The model becomes a decision-maker, not an executor.

How Function Calling Works Conceptually

The model is shown:

  • A list of available functions
  • Each function’s name
  • Its expected parameters and schema

Based on the user’s request, the model decides whether to call a function.

Thinking Like a System Designer

Before implementing function calling, engineers decide:

  • Which actions should be automated
  • What inputs must be validated
  • What the model should never execute

The model should not have unrestricted control.

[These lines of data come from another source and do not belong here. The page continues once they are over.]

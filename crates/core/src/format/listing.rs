use super::{separator, SUCCESS_MARKER};
use crate::listing::CalendarListing;

/// Render the calendar listing, one bullet per upstream entry.
pub fn format_listing(listing: &CalendarListing) -> String {
    let mut lines = vec![
        format!("{} Available Liturgical Calendars", SUCCESS_MARKER),
        separator(),
        String::new(),
        format!("🌍 NATIONAL CALENDARS ({}):", listing.national_calendars.len()),
    ];

    for calendar in &listing.national_calendars {
        lines.push(format!("  • {}", calendar.calendar_id));
        push_locales(&mut lines, &calendar.locales);
        push_settings(&mut lines, &calendar.settings);
    }
    lines.push(String::new());

    lines.push(format!(
        "⛪ DIOCESAN CALENDARS ({}):",
        listing.diocesan_calendars.len()
    ));
    for calendar in &listing.diocesan_calendars {
        if calendar.diocese.is_empty() {
            lines.push(format!("  • {}", calendar.calendar_id));
        } else {
            lines.push(format!("  • {}: {}", calendar.calendar_id, calendar.diocese));
        }
        if !calendar.nation.is_empty() {
            lines.push(format!("    Nation: {}", calendar.nation));
        }
        push_locales(&mut lines, &calendar.locales);
        push_settings(&mut lines, &calendar.settings);
    }
    lines.push(String::new());

    lines.push("🌐 GENERAL ROMAN CALENDAR LOCALES:".to_string());
    if listing.locales.is_empty() {
        lines.push("  (none)".to_string());
    } else {
        lines.push(format!("  {}", listing.locales.join(", ")));
    }
    lines.push(separator());

    lines.join("\n")
}

fn push_locales(lines: &mut Vec<String>, locales: &[String]) {
    if !locales.is_empty() {
        lines.push(format!("    Locales: {}", locales.join(", ")));
    }
}

fn push_settings(lines: &mut Vec<String>, settings: &serde_json::Map<String, serde_json::Value>) {
    if settings.is_empty() {
        return;
    }
    let rendered: Vec<String> = settings
        .iter()
        .map(|(key, value)| match value {
            serde_json::Value::String(s) => format!("{}={}", key, s),
            other => format!("{}={}", key, other),
        })
        .collect();
    lines.push(format!("    Settings: {}", rendered.join(", ")));
}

Defining Functions for the Model

Functions are defined using a structured schema.


functions = [
  {
    "name": "get_weather",
    "description": "Get current weather for a city",
    "parameters": {
      "type": "object",
      "properties": {
        "city": {"type": "string"}
      },
      "required": ["city"]
    }
  }
]
  

This schema teaches the model what tools are available.

What the Model Actually Produces

When the model decides to use a function, it does not execute code.

It returns structured output describing the call.


{
  "name": "get_weather",
  "arguments": {
    "city": "San Francisco"
  }
}
  

This output is parsed by your application.

Where Code Execution Happens

Execution happens outside the model.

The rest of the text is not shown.